Il doit être précisé qu'une société de droit étranger est tenue, lorsqu'elle exerce une activité en France par l'intermédiaire d'un établissement stable, aux obligations résultant des articles 54,'209'et 286'I'3°'du code général des impôts, qui exigent la passation d'écritures comptables permettant de justifier des opérations imposables en France, de sorte que lorsqu'elle a méconnu ses obligations déclaratives, elle peut être présumée avoir omis sciemment de passer ou de faire passer des écritures ou avoir passé ou fait passer sciemment des écritures inexactes ou fictives dans des documents comptables dont la tenue est imposée par le code général des impôts.

Tout d'abord et contrairement à ce qu'exposent les appelants, l'administration fiscale ne reproche pas au groupe Rivadis d'investir à l'étranger et d'y détenir des filiales, opération évidemment licite et conforme au droit européen dont ils font état, mais à ces filiales de méconnaître leurs obligations fiscales et comptables en France où, selon l'administration, elles disposeraient de leur centre de direction et exerceraient une partie de leur activité.

1 ' s'agissant de la société anglaise Milton Pharmaceutical company UK Ltd':

Il résulte des pièces produites par l'administration à l'appui de la requête présentée au juge des libertés et de la détention que la société anglaise Milton Pharmaceutical company UK Ltd, qui a pour activité la fabrication de produits pharmaceutiques de base (II-5), est, depuis 2001, une filiale du groupe Rivadis (société Paeonia) dont le capital a été successivement détenu par ses filiales les sociétés Rivadis Holding, jusqu'au 1er août 2018, et Milton International (anciennement Newco), depuis cette date'; qu'elle a pour dirigeant depuis 2001, M.'[A] [NR], résident français (pièce I-10), par ailleurs président de la société Paeonia (groupe Rivadis) (pièces I-I, I-2, I-2 bis) et principal bénéficiaire, depuis le 1er janvier 2021, par le biais de sa holding personnelle, la société Rosae, dont il assume également la présidence (pièces I-5 et I-5 bis) laquelle détient 82,04 % du capital de la société Paeonia.
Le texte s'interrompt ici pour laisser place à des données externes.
/// Session lifecycle state.
#[derive(Debug, Clone, Copy, PartialEq, Eq)]
pub enum SessionState {
    Idle,
    Connecting,
    /// Waiting before retry `attempt` of channel establishment
    Reconnecting { attempt: u32 },
    /// JOIN sent, own JOINED not seen yet
    Joining,
    Joined,
    Failed,
    Closed,
}

/// Session errors.
#[derive(Debug, Clone, PartialEq, Eq, Error)]
pub enum SessionError {
    #[error(transparent)]
    Channel(#[from] ChannelError),
    #[error("session closed")]
    Closed,
}

enum SessionCommand {
    CodeChanged(String),
    Leave,
}

/// Cloneable handle feeding local input into a running session.
#[derive(Debug, Clone)]
pub struct SessionHandle {
    command_tx: mpsc::UnboundedSender<SessionCommand>,
}

impl std::fmt::Debug for SessionCommand {
    fn fmt(&self, f: &mut std::fmt::Formatter<'_>) -> std::fmt::Result {
        match self {
            SessionCommand::CodeChanged(code) => write!(f, "CodeChanged({} bytes)", code.len()),
            SessionCommand::Leave => f.write_str("Leave"),
        }
    }
}

impl SessionHandle {
    /// Push a local edit into the session's document mirror.
    pub fn code_changed(&self, code: impl Into<String>) -> Result<(), SessionError> {
        self.command_tx
            .send(SessionCommand::CodeChanged(code.into()))
            .map_err(|_| SessionError::Closed)
    }

    /// Leave the room; the session tears down and `run` returns.
    pub fn leave(&self) -> Result<(), SessionError> {
        self.command_tx
            .send(SessionCommand::Leave)
            .map_err(|_| SessionError::Closed)
    }
}

/// One participant's session in one room.
pub struct Session<C: Connector> {
    config: SessionConfig,
    connector: C,
    /// Exclusive channel; `None` before open and after teardown
    channel: Option<Channel<C::Transport>>,
    opened: bool,
    state: SessionState,
    /// Learned from the first JOINED after our JOIN
    own_id: Option<ConnectionId>,
    room: RoomProjection,
    document: DocumentMirror,
    event_tx: mpsc::Sender<SessionEvent>,
    event_rx: Option<mpsc::Receiver<SessionEvent>>,
    command_tx: mpsc::UnboundedSender<SessionCommand>,
    command_rx: mpsc::UnboundedReceiver<SessionCommand>,
}

impl Session<WebSocketConnector> {
    /// Session that connects over WebSocket.
    pub fn websocket(config: SessionConfig) -> Self {
        Self::new(config, WebSocketConnector)
    }
}

impl<C: Connector> Session<C> {
    pub fn new(config: SessionConfig, connector: C) -> Self {
        let (event_tx, event_rx) = mpsc::channel(config.event_capacity.max(1));
        let (command_tx, command_rx) = mpsc::unbounded_channel();
        Self {
            config,
            connector,
            channel: None,
            opened: false,
            state: SessionState::Idle,
            own_id: None,
            room: RoomProjection::new(),
            document: DocumentMirror::new(),
            event_tx,
            event_rx: Some(event_rx),
            command_tx,
            command_rx,
        }
    }

    /// Take the event receiver (can only be called once).
    pub fn take_event_rx(&mut self) -> Option<mpsc::Receiver<SessionEvent>> {
        self.event_rx.take()
    }

    pub fn handle(&self) -> SessionHandle {
        SessionHandle {
            command_tx: self.command_tx.clone(),
        }
    }

    /// Establish the channel, register handlers and announce ourselves.
    ///
    /// Opens at most one channel per session: a second call while open is
    /// a no-op, a call after teardown or failure returns
    /// [`SessionError::Closed`]. On a connect failure the configured
    /// [`ReconnectPolicy`] decides whether to retry; once it gives up the
    /// session fails and tells the rendering layer to navigate away.
    pub async fn open(&mut self) -> Result<(), SessionError> {
        match self.state {
            SessionState::Failed | SessionState::Closed => return Err(SessionError::Closed),
            _ if self.opened => {
                log::debug!("Session for room {} already open", self.config.room_token);
                return Ok(());
            }
            _ => {}
        }
        self.opened = true;
        self.state = SessionState::Connecting;

        let mut attempt = 0;
        let transport = loop {
            match self.connector.connect(&self.config.endpoint).await {
                Ok(transport) => break transport,
                Err(err) => match self.config.reconnect.delay_for(attempt) {
                    Some(delay) => {
                        attempt += 1;
                        log::warn!(
                            "Connect to {} failed ({err}); retry {attempt}/{} in {delay:?}",
                            self.config.endpoint,
                            self.config.reconnect.max_retries()
                        );
                        self.state = SessionState::Reconnecting { attempt };
                        tokio::time::sleep(delay).await;
                    }
                    None => {
                        self.fail(&err);
                        return Err(err.into());
                    }
                },
            }
        };

        // Handlers go in before JOIN so no early JOINED is missed.
        let mut channel = Channel::new(transport);
        for kind in EventKind::SESSION_INBOUND {
            channel.on(kind);
        }
        let join = RoomMessage::join(self.config.room_token.clone(), self.config.display_name.clone());
        let emitted = channel.emit(&join);
        self.channel = Some(channel);
        if let Err(err) = emitted {
            self.fail(&err);
            return Err(err.into());
        }

        self.state = SessionState::Joining;
        log::info!(
            "Joining room {} as {}",
            self.config.room_token,
            self.config.display_name
        );
        Ok(())
    }

    /// Drive the session until it closes, fails or is told to leave.
    ///
    /// Returns immediately if the session has no open channel.
    pub async fn run(&mut self) -> Result<(), SessionError> {
        loop {
            let Some(channel) = self.channel.as_mut() else {
                return Ok(());
            };

            tokio::select! {
                inbound = channel.next_message() => match inbound {
                    Some(Ok(msg)) => self.handle_message(msg),
                    Some(Err(err)) => {
                        self.fail(&err);
                        return Err(err.into());
                    }
                    None => {
                        log::info!("Channel for room {} closed", self.config.room_token);
                        self.close();
                        self.publish(SessionEvent::Closed);
                        return Ok(());
                    }
                },
                Some(command) = self.command_rx.recv() => match command {
                    SessionCommand::CodeChanged(code) => self.update_code(code),
                    SessionCommand::Leave => {
                        self.close();
                        return Ok(());
                    }
                },
            }
        }
    }

    /// Store a local edit; relay it to the room if configured.
    pub fn update_code(&mut self, code: impl Into<String>) {
        if !self.document.overwrite(code) {
            return;
        }
        if self.config.relay_edits {
            let msg = RoomMessage::code_change(self.document.as_str());
            self.emit(&msg);
        }
    }

    /// Tear down: deregister handlers and disconnect. Idempotent.
    ///
    /// No LEAVE is sent; the coordinator notices the closed channel.
    pub fn close(&mut self) {
        if self.teardown() {
            log::info!(
                "Left room {} ({})",
                self.config.room_token,
                self.config.display_name
            );
        }
        if self.state != SessionState::Failed {
            self.state = SessionState::Closed;
        }
    }

    pub fn state(&self) -> SessionState {
        self.state
    }

    pub fn own_id(&self) -> Option<&ConnectionId> {
        self.own_id.as_ref()
    }

    pub fn members(&self) -> &[Participant] {
        self.room.members()
    }

    pub fn document(&self) -> &str {
        self.document.as_str()
    }

    pub fn config(&self) -> &SessionConfig {
        &self.config
    }

    pub fn is_open(&self) -> bool {
        self.channel.is_some()
    }

    // ── Dispatch ────────────────────────────────────────────────────

    fn handle_message(&mut self, msg: RoomMessage) {
        if self.channel.is_none() {
            log::debug!("Dropping {} after teardown", msg.kind().name());
            return;
        }
        match msg {
            RoomMessage::Joined {
                members,
                joined_name,
                joined_id,
            } => self.on_joined(members, joined_name, joined_id),
            RoomMessage::Disconnected {
                connection_id,
                name,
            } => self.on_disconnected(connection_id, name),
            RoomMessage::SyncCode { code, target_id } => self.on_sync_code(code, target_id),
            RoomMessage::CodeChange { code } => self.on_code_change(code),
            RoomMessage::Join { .. } => log::debug!("Ignoring inbound join"),
        }
    }

    fn on_joined(&mut self, members: Vec<Participant>, joined_name: String, joined_id: ConnectionId) {
        // The first JOINED after our JOIN is our own admission.
        if self.own_id.is_none() {
            log::info!(
                "Joined room {} as {} ({joined_id})",
                self.config.room_token,
                self.config.display_name
            );
            self.own_id = Some(joined_id.clone());
            self.state = SessionState::Joined;
        }

        self.room.replace(members);
        self.publish(SessionEvent::MembersChanged(self.room.members().to_vec()));

        if joined_name != self.config.display_name {
            self.publish(SessionEvent::Notice(Notice::UserJoined { name: joined_name }));
        }

        if self.should_sync_to(&joined_id) {
            log::debug!(
                "Syncing {} bytes to {joined_id}",
                self.document.len()
            );
            let msg = RoomMessage::sync_code(self.document.as_str(), joined_id);
            self.emit(&msg);
        }
    }

    fn should_sync_to(&self, joined_id: &ConnectionId) -> bool {
        if self.document.is_empty() {
            return false;
        }
        let Some(own_id) = self.own_id.as_ref() else {
            return false;
        };
        if own_id == joined_id || !self.room.contains(joined_id) {
            return false;
        }
        match self.config.sync_policy {
            SyncPolicy::AllMembers => true,
            SyncPolicy::EarliestMember => self.room.earliest_member(joined_id) == Some(own_id),
        }
    }

    fn on_disconnected(&mut self, connection_id: ConnectionId, name: String) {
        self.publish(SessionEvent::Notice(Notice::UserLeft { name }));
        if self.room.remove(&connection_id).is_some() {
            self.publish(SessionEvent::MembersChanged(self.room.members().to_vec()));
        } else {
            log::debug!("Disconnected member {connection_id} was not in the projection");
        }
    }

    fn on_sync_code(&mut self, code: String, target_id: ConnectionId) {
        if let Some(own_id) = self.own_id.as_ref() {
            if own_id != &target_id {
                log::warn!("Dropping sync addressed to {target_id}, we are {own_id}");
                return;
            }
        }
        self.document.overwrite(code.as_str());
        self.publish(SessionEvent::DocumentSynced(code));
    }

    fn on_code_change(&mut self, code: String) {
        self.document.overwrite(code.as_str());
        self.publish(SessionEvent::RemoteEdit(code));
    }

    // ── Helpers ─────────────────────────────────────────────────────

    /// Fire-and-forget emit on the open channel.
    fn emit(&mut self, msg: &RoomMessage) {
        let Some(channel) = self.channel.as_mut() else {
            return;
        };
        if let Err(err) = channel.emit(msg) {
            log::warn!("Failed to emit {}: {err}", msg.kind().name());
        }
    }

    /// Never blocks the event loop: a full queue drops the event.
    fn publish(&self, event: SessionEvent) {
        match self.event_tx.try_send(event) {
            Ok(()) => {}
            Err(mpsc::error::TrySendError::Full(event)) => {
                log::warn!("Event queue full, dropping {event:?}");
            }
            Err(mpsc::error::TrySendError::Closed(_)) => {
                log::trace!("No event receiver");
            }
        }
    }

    fn fail(&mut self, err: &ChannelError) {
        if err.is_connect_failure() {
            log::error!(
                "Could not reach coordinator at {}: {err}",
                self.config.endpoint
            );
        } else {
            log::error!(
                "Session for room {} failed: {err}",
                self.config.room_token
            );
        }
        self.teardown();
        self.state = SessionState::Failed;
        self.publish(SessionEvent::Notice(Notice::ConnectionFailed {
            reason: err.to_string(),
        }));
        self.publish(SessionEvent::NavigateAway);
    }

    /// Returns `true` if a channel was actually torn down.
    fn teardown(&mut self) -> bool {
        let Some(mut channel) = self.channel.take() else {
            return false;
        };
        for kind in EventKind::SESSION_INBOUND {
            channel.off(kind);
        }
        if channel.handler_count() > 0 {
            log::debug!("{} handler(s) still registered at teardown", channel.handler_count());
        }
        channel.disconnect();
        true
    }
}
Avant cette date, le principal bénéficiaire était Mme [LW] [BF] épouse [NR], résidente française (pièce I-10), jusqu'alors actionnaire majoritaire de la société Paeonia.
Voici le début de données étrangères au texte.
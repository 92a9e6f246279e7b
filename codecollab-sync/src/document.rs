//! Local mirror of the shared document text.
//!
//! Single-writer cell: local edits and inbound sync/relay messages both
//! overwrite it. No merge, no versioning; the last value written wins.

/// Session-owned copy of the room's document.
#[derive(Debug, Clone, Default, PartialEq, Eq)]
pub struct DocumentMirror {
    code: String,
}

impl DocumentMirror {
    pub fn new() -> Self {
        Self::default()
    }

    /// Overwrite with `code`. Returns `true` if the content changed.
    pub fn overwrite(&mut self, code: impl Into<String>) -> bool {
        let code = code.into();
        if self.code == code {
            return false;
        }
        self.code = code;
        true
    }

    pub fn as_str(&self) -> &str {
        &self.code
    }

    /// An empty mirror means this session holds nothing worth syncing.
    pub fn is_empty(&self) -> bool {
        self.code.is_empty()
    }

    pub fn len(&self) -> usize {
        self.code.len()
    }
}

#[cfg(test)]
mod tests {
    use super::*;

    #[test]
    fn test_new_mirror_is_empty() {
        let doc = DocumentMirror::new();
        assert!(doc.is_empty());
        assert_eq!(doc.as_str(), "");
    }

    #[test]
    fn test_overwrite_replaces_content() {
        let mut doc = DocumentMirror::new();
        assert!(doc.overwrite("let x = 1;"));
        assert!(doc.overwrite("let y = 2;"));
        assert_eq!(doc.as_str(), "let y = 2;");
        assert_eq!(doc.len(), 10);
    }

    #[test]
    fn test_duplicate_overwrite_is_idempotent() {
        let mut once = DocumentMirror::new();
        once.overwrite("shared");

        let mut twice = DocumentMirror::new();
        assert!(twice.overwrite("shared"));
        assert!(!twice.overwrite("shared"));

        assert_eq!(once, twice);
    }

    #[test]
    fn test_overwrite_with_empty_clears() {
        let mut doc = DocumentMirror::new();
        doc.overwrite("text");
        doc.overwrite("");
        assert!(doc.is_empty());
    }
}
//! Reconnect policy for channel establishment.
//!
//! [`ReconnectPolicy::Terminal`] is the default: the first failed connect
//! ends the session. [`ReconnectPolicy::ExponentialBackoff`] retries with
//! doubling delays up to a cap, for a bounded number of retries.

use std::time::Duration;

#[derive(Debug, Clone, Copy, PartialEq, Eq, Default)]
pub enum ReconnectPolicy {
    /// Fail on the first connect error.
    #[default]
    Terminal,
    /// Retry with `initial_delay * 2^attempt`, capped at `max_delay`.
    ExponentialBackoff {
        initial_delay: Duration,
        max_delay: Duration,
        max_retries: u32,
    },
}

impl ReconnectPolicy {
    pub fn exponential(initial_delay: Duration, max_delay: Duration, max_retries: u32) -> Self {
        Self::ExponentialBackoff {
            initial_delay,
            max_delay,
            max_retries,
        }
    }

    /// Delay before retry number `attempt` (0-based), or `None` to give up.
    pub fn delay_for(&self, attempt: u32) -> Option<Duration> {
        match *self {
            ReconnectPolicy::Terminal => None,
            ReconnectPolicy::ExponentialBackoff {
                initial_delay,
                max_delay,
                max_retries,
            } => {
                if attempt >= max_retries {
                    return None;
                }
                let factor = 1u32.checked_shl(attempt).unwrap_or(u32::MAX);
                Some(initial_delay.saturating_mul(factor).min(max_delay))
            }
        }
    }

    pub fn max_retries(&self) -> u32 {
        match *self {
            ReconnectPolicy::Terminal => 0,
            ReconnectPolicy::ExponentialBackoff { max_retries, .. } => max_retries,
        }
    }
}
//! Channel lifecycle: one exclusive, single-use connection per session.
//!
//! A [`Channel`] wraps a [`Transport`] with the event-level surface a
//! session needs:
//! - `on` / `off`: handler registry keyed by [`EventKind`]; inbound
//!   messages of unregistered kinds are dropped before dispatch
//! - `emit`: encode and queue, fire-and-forget
//! - `disconnect`: tear down once; later calls are no-ops and later
//!   emits fail with [`ChannelError::Closed`]

use std::collections::HashSet;

use thiserror::Error;

use crate::protocol::{EventKind, ProtocolError, RoomMessage};
use crate::transport::Transport;

/// Channel and transport errors.
#[derive(Debug, Clone, PartialEq, Eq, Error)]
pub enum ChannelError {
    /// Remote unreachable or I/O failure while connecting.
    #[error("connect error: {0}")]
    ConnectError(String),
    /// Remote refused the connection.
    #[error("connect failed: {0}")]
    ConnectFailed(String),
    /// Established transport failed.
    #[error("transport error: {0}")]
    Transport(String),
    #[error("channel closed")]
    Closed,
    #[error(transparent)]
    Protocol(#[from] ProtocolError),
}

impl ChannelError {
    /// Whether this error came from establishing the connection.
    pub fn is_connect_failure(&self) -> bool {
        matches!(self, Self::ConnectError(_) | Self::ConnectFailed(_))
    }
}

/// A registered-handler view over one transport.
pub struct Channel<T: Transport> {
    transport: T,
    handlers: HashSet<EventKind>,
    closed: bool,
}

impl<T: Transport> Channel<T> {
    pub fn new(transport: T) -> Self {
        Self {
            transport,
            handlers: HashSet::new(),
            closed: false,
        }
    }

    /// Register interest in `kind`.
    pub fn on(&mut self, kind: EventKind) {
        if self.is_closed() {
            log::warn!("Ignoring handler registration for {} on closed channel", kind.name());
            return;
        }
        self.handlers.insert(kind);
    }

    /// Deregister `kind`. Returns whether a handler was registered.
    pub fn off(&mut self, kind: EventKind) -> bool {
        self.handlers.remove(&kind)
    }

    pub fn handles(&self, kind: EventKind) -> bool {
        self.handlers.contains(&kind)
    }

    pub fn handler_count(&self) -> usize {
        self.handlers.len()
    }

    /// Encode and queue `msg`.
    pub fn emit(&mut self, msg: &RoomMessage) -> Result<(), ChannelError> {
        if self.is_closed() {
            return Err(ChannelError::Closed);
        }
        let frame = msg.encode()?;
        log::debug!("emit {} ({} bytes)", msg.kind().name(), frame.len());
        self.transport.send(frame)
    }

    /// Next inbound message with a registered handler.
    ///
    /// Undecodable frames are logged and skipped. `None` once the channel
    /// or its transport is closed.
    pub async fn next_message(&mut self) -> Option<Result<RoomMessage, ChannelError>> {
        loop {
            if self.is_closed() {
                return None;
            }
            let frame = match self.transport.recv().await? {
                Ok(frame) => frame,
                Err(e) => return Some(Err(e)),
            };
            let msg = match RoomMessage::decode(&frame) {
                Ok(msg) => msg,
                Err(e) => {
                    log::warn!("Dropping undecodable frame ({} bytes): {e}", frame.len());
                    continue;
                }
            };
            if !self.handles(msg.kind()) {
                log::debug!("No handler for {}, dropping", msg.kind().name());
                continue;
            }
            return Some(Ok(msg));
        }
    }

    /// Close the transport and clear all handlers.
    ///
    /// Returns `true` only for the call that actually closed the channel.
    pub fn disconnect(&mut self) -> bool {
        if self.closed {
            return false;
        }
        self.closed = true;
        self.handlers.clear();
        self.transport.close();
        true
    }

    pub fn is_closed(&self) -> bool {
        self.closed
    }
}

impl<T: Transport> Drop for Channel<T> {
    fn drop(&mut self) {
        self.disconnect();
    }
}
Le siège social (registred office) de la société Milton Pharmaceutical company UK Ltd a été successivement fixé':

- [Adresse 9] [Localité 18], dans les locaux de la société Tee & Company, expert comptable (II-37),

- Mitchells [Adresse 6], [Localité 14] (Gloucestershire), cette adresse correspondant au siège de la société Mitchells Chartered Accountants, cabinet indépendant d'experts comptables, de conseiller d'affaires et de fiscalistes (site Internet www.mitchells.org pièce II-1) dans les locaux de laquelle se trouve le siège de 327 sociétés selon le site Dun & Bradstreet (pièce II-6),

- depuis le 10 juin 2021, [Adresse 5] (pièce II-4), cette adresse correspondant à un établissement de la société Mitchell Glanville (site Internet www.mitchells.org), société de service aux entreprises, et où sont domiciliées 260 autres sociétés (pièce II-13) selon la base de données Orbis. L'administration relève à bon escient que les déclarations fiscales («'Corporation tax computation for the corporation tax accounting'») arrêtées aux 31 août 2017, 2018 et 2019 (pièces II-12-1 à 3) portent en première page la mention «'Mitchell Glanville ([Localité 13]) Limited, [Adresse 5]'», c'est à dire l'adresse du dernier siège de la société,

Il résulte de l'examen des états financiers («'report of the director and audited financial statement'») de la société Milton Pharmaceutical company UK Ltd arrêtés aux 31 août 2017, 2018 et 2019 (pièces II-12-4 à 6) que cette société n'a exposé, au cours de ces exercices, aucune dépense de personnel (ses seules charges consistant au coûts d'achat des produits, aux coûts de distribution et aux dépenses administratives dont la liste est précisée dans le document «'trading and profit and loss account'») et qu'elle n'a déclaré pour le premier de ses exercices qu'un seul employé ou directeur («'the average monthly nomber of employees during the year was 1'») et aucun pour les exercices suivants. La réponse à la demande d'assistance confirme ce point (II-12': «'according to Financial statement submitted to HMRC there is no employee coste for the year ended 31 august 2017, 31 august 2018 and 31 august 2019'»).

L'état financier arrêté au 31 août 2020 (I-15) fait état d'un employé (2019).

Ces mêmes documents précisent que la société n'avait pas au cours des trois exercices clos les 31 août 2017, 2018 et 2019 d'immobilisations corporelles. L'exercice clos au 31 août 2020 fait, en revanche, état de 492 944 £ d'immobilisations (usine et machines), sans préciser ni en quoi ni où ont été réalisées ces immobilisations.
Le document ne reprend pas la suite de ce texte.